Records to use START

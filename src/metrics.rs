//! Prometheus metrics for operational visibility.
//!
//! This module provides metrics for monitoring the health and performance of
//! the gateway without exposing any sensitive information like device tokens
//! or message content.
//!
//! # Security Considerations
//!
//! All metrics are designed to be safe for exposure:
//! - No pushkeys, user IDs, or notification content
//! - Pushkin labels are the configured app id patterns, not device data
//! - Only aggregate counts and operational statistics

use prometheus::{
    HistogramOpts, HistogramVec, IntCounter, IntCounterVec, IntGaugeVec, Opts, Registry,
};

/// All metrics for the push gateway.
#[derive(Clone, Debug)]
pub struct Metrics {
    /// The Prometheus registry containing all metrics.
    pub registry: Registry,

    // === Ingress Metrics ===
    /// Total number of notification pokes received.
    pub notifications_received_total: IntCounter,

    /// Total number of devices asked to push.
    pub devices_received_total: IntCounter,

    /// Total number of devices ignored because no pushkin matched.
    pub devices_ignored_total: IntCounter,

    /// HTTP response codes given on the push gateway API.
    pub http_responses_total: IntCounterVec,

    /// Time taken to handle a /notify request, by response code.
    pub notify_duration_seconds: HistogramVec,

    // === Dispatch Metrics ===
    /// Per-device dispatch outcomes, by pushkin and outcome class.
    pub dispatch_total: IntCounterVec,

    /// Duration of provider requests in seconds, by pushkin.
    pub dispatch_duration_seconds: HistogramVec,

    /// Provider HTTP response statuses, by pushkin.
    pub provider_status_total: IntCounterVec,

    /// Outbound requests currently holding a concurrency permit, by pushkin.
    pub inflight_permits: IntGaugeVec,

    /// Dispatches refused by the outbound rate limiter, by pushkin.
    pub rate_limited_total: IntCounterVec,

    // === Auth Metrics ===
    /// Credential refresh attempts, by pushkin and result.
    pub token_refreshes_total: IntCounterVec,
}

impl Metrics {
    /// Create a new metrics instance with all metrics registered.
    pub fn new() -> Result<Self, prometheus::Error> {
        let registry = Registry::new();

        let notifications_received_total = IntCounter::with_opts(Opts::new(
            "pushgate_notifications_received_total",
            "Number of notification pokes received",
        ))?;
        registry.register(Box::new(notifications_received_total.clone()))?;

        let devices_received_total = IntCounter::with_opts(Opts::new(
            "pushgate_devices_received_total",
            "Number of devices asked to push",
        ))?;
        registry.register(Box::new(devices_received_total.clone()))?;

        let devices_ignored_total = IntCounter::with_opts(Opts::new(
            "pushgate_devices_ignored_total",
            "Number of devices skipped because no pushkin matched their app id",
        ))?;
        registry.register(Box::new(devices_ignored_total.clone()))?;

        let http_responses_total = IntCounterVec::new(
            Opts::new(
                "pushgate_http_responses_total",
                "HTTP response codes given on the push gateway API",
            ),
            &["code"],
        )?;
        registry.register(Box::new(http_responses_total.clone()))?;

        let notify_duration_seconds = HistogramVec::new(
            HistogramOpts::new(
                "pushgate_notify_duration_seconds",
                "Time taken to handle a /notify request",
            )
            .buckets(vec![0.01, 0.025, 0.05, 0.1, 0.25, 0.5, 1.0, 2.5, 5.0, 10.0, 30.0]),
            &["code"],
        )?;
        registry.register(Box::new(notify_duration_seconds.clone()))?;

        let dispatch_total = IntCounterVec::new(
            Opts::new(
                "pushgate_dispatch_total",
                "Per-device dispatch outcomes by pushkin",
            ),
            &["pushkin", "outcome"],
        )?;
        registry.register(Box::new(dispatch_total.clone()))?;

        let dispatch_duration_seconds = HistogramVec::new(
            HistogramOpts::new(
                "pushgate_dispatch_duration_seconds",
                "Duration of provider requests in seconds",
            )
            .buckets(vec![0.01, 0.025, 0.05, 0.1, 0.25, 0.5, 1.0, 2.5, 5.0, 10.0]),
            &["pushkin"],
        )?;
        registry.register(Box::new(dispatch_duration_seconds.clone()))?;

        let provider_status_total = IntCounterVec::new(
            Opts::new(
                "pushgate_provider_status_total",
                "Provider HTTP response statuses",
            ),
            &["pushkin", "status"],
        )?;
        registry.register(Box::new(provider_status_total.clone()))?;

        let inflight_permits = IntGaugeVec::new(
            Opts::new(
                "pushgate_inflight_permits",
                "Outbound requests currently holding a concurrency permit",
            ),
            &["pushkin"],
        )?;
        registry.register(Box::new(inflight_permits.clone()))?;

        let rate_limited_total = IntCounterVec::new(
            Opts::new(
                "pushgate_rate_limited_total",
                "Dispatches refused by the outbound rate limiter",
            ),
            &["pushkin"],
        )?;
        registry.register(Box::new(rate_limited_total.clone()))?;

        let token_refreshes_total = IntCounterVec::new(
            Opts::new(
                "pushgate_token_refreshes_total",
                "Credential refresh attempts by pushkin and result",
            ),
            &["pushkin", "result"],
        )?;
        registry.register(Box::new(token_refreshes_total.clone()))?;

        Ok(Self {
            registry,
            notifications_received_total,
            devices_received_total,
            devices_ignored_total,
            http_responses_total,
            notify_duration_seconds,
            dispatch_total,
            dispatch_duration_seconds,
            provider_status_total,
            inflight_permits,
            rate_limited_total,
            token_refreshes_total,
        })
    }

    /// Record a received notification poke with its device count.
    pub fn record_notification_received(&self, devices: usize) {
        self.notifications_received_total.inc();
        self.devices_received_total.inc_by(devices as u64);
    }

    /// Record a device skipped because no pushkin matched.
    pub fn record_device_ignored(&self) {
        self.devices_ignored_total.inc();
    }

    /// Record the response code and handling time of a /notify request.
    pub fn record_notify_response(&self, code: u16, duration_secs: f64) {
        let code = code.to_string();
        self.http_responses_total.with_label_values(&[&code]).inc();
        self.notify_duration_seconds
            .with_label_values(&[&code])
            .observe(duration_secs);
    }

    /// Record a per-device dispatch outcome.
    pub fn record_dispatch(&self, pushkin: &str, outcome: &str) {
        self.dispatch_total
            .with_label_values(&[pushkin, outcome])
            .inc();
    }

    /// Observe the duration of one provider request.
    pub fn observe_dispatch_duration(&self, pushkin: &str, duration_secs: f64) {
        self.dispatch_duration_seconds
            .with_label_values(&[pushkin])
            .observe(duration_secs);
    }

    /// Record a provider HTTP response status.
    pub fn record_provider_status(&self, pushkin: &str, status: u16) {
        self.provider_status_total
            .with_label_values(&[pushkin, &status.to_string()])
            .inc();
    }

    /// Adjust the in-flight permit gauge for a pushkin.
    pub fn add_inflight(&self, pushkin: &str, delta: i64) {
        self.inflight_permits
            .with_label_values(&[pushkin])
            .add(delta);
    }

    /// Record a dispatch refused by the rate limiter.
    pub fn record_rate_limited(&self, pushkin: &str) {
        self.rate_limited_total.with_label_values(&[pushkin]).inc();
    }

    /// Record a credential refresh attempt.
    pub fn record_token_refresh(&self, pushkin: &str, ok: bool) {
        let result = if ok { "ok" } else { "error" };
        self.token_refreshes_total
            .with_label_values(&[pushkin, result])
            .inc();
    }

    /// Gather all metrics for export.
    pub fn gather(&self) -> Vec<prometheus::proto::MetricFamily> {
        self.registry.gather()
    }
}

impl Default for Metrics {
    fn default() -> Self {
        Self::new().expect("Failed to create default metrics")
    }
}

#[cfg(test)]
mod tests {
    use super::*;

    #[test]
    fn test_metrics_creation() {
        let metrics = Metrics::new().unwrap();
        // All families register without name collisions.
        assert!(!metrics.gather().is_empty());
    }

    #[test]
    fn test_ingress_metrics() {
        let metrics = Metrics::new().unwrap();

        metrics.record_notification_received(3);
        metrics.record_device_ignored();
        metrics.record_notify_response(200, 0.05);
        metrics.record_notify_response(502, 1.2);

        assert_eq!(metrics.notifications_received_total.get(), 1);
        assert_eq!(metrics.devices_received_total.get(), 3);
        assert_eq!(metrics.devices_ignored_total.get(), 1);
        assert!(!metrics.gather().is_empty());
    }

    #[test]
    fn test_dispatch_metrics() {
        let metrics = Metrics::new().unwrap();

        metrics.record_dispatch("com.example.ios", "accepted");
        metrics.record_dispatch("com.example.ios", "rejected");
        metrics.record_dispatch("com.example.android", "transient");
        metrics.observe_dispatch_duration("com.example.ios", 0.125);
        metrics.record_provider_status("com.example.ios", 200);
        metrics.record_rate_limited("com.example.android");

        assert!(!metrics.gather().is_empty());
    }

    #[test]
    fn test_inflight_gauge() {
        let metrics = Metrics::new().unwrap();

        metrics.add_inflight("com.example.ios", 1);
        metrics.add_inflight("com.example.ios", 1);
        metrics.add_inflight("com.example.ios", -1);

        assert_eq!(
            metrics
                .inflight_permits
                .with_label_values(&["com.example.ios"])
                .get(),
            1
        );
    }

    #[test]
    fn test_token_refresh_metrics() {
        let metrics = Metrics::new().unwrap();

        metrics.record_token_refresh("com.example.ios", true);
        metrics.record_token_refresh("com.example.ios", false);

        assert_eq!(
            metrics
                .token_refreshes_total
                .with_label_values(&["com.example.ios", "ok"])
                .get(),
            1
        );
        assert_eq!(
            metrics
                .token_refreshes_total
                .with_label_values(&["com.example.ios", "error"])
                .get(),
            1
        );
    }
}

Records to use END

**Exercise prompt**
Look through the listing, and copy each line that contains the word "refused".

**Answer section**
    /// Dispatches refused by the outbound rate limiter, by pushkin.
                "Dispatches refused by the outbound rate limiter",
    /// Record a dispatch refused by the rate limiter.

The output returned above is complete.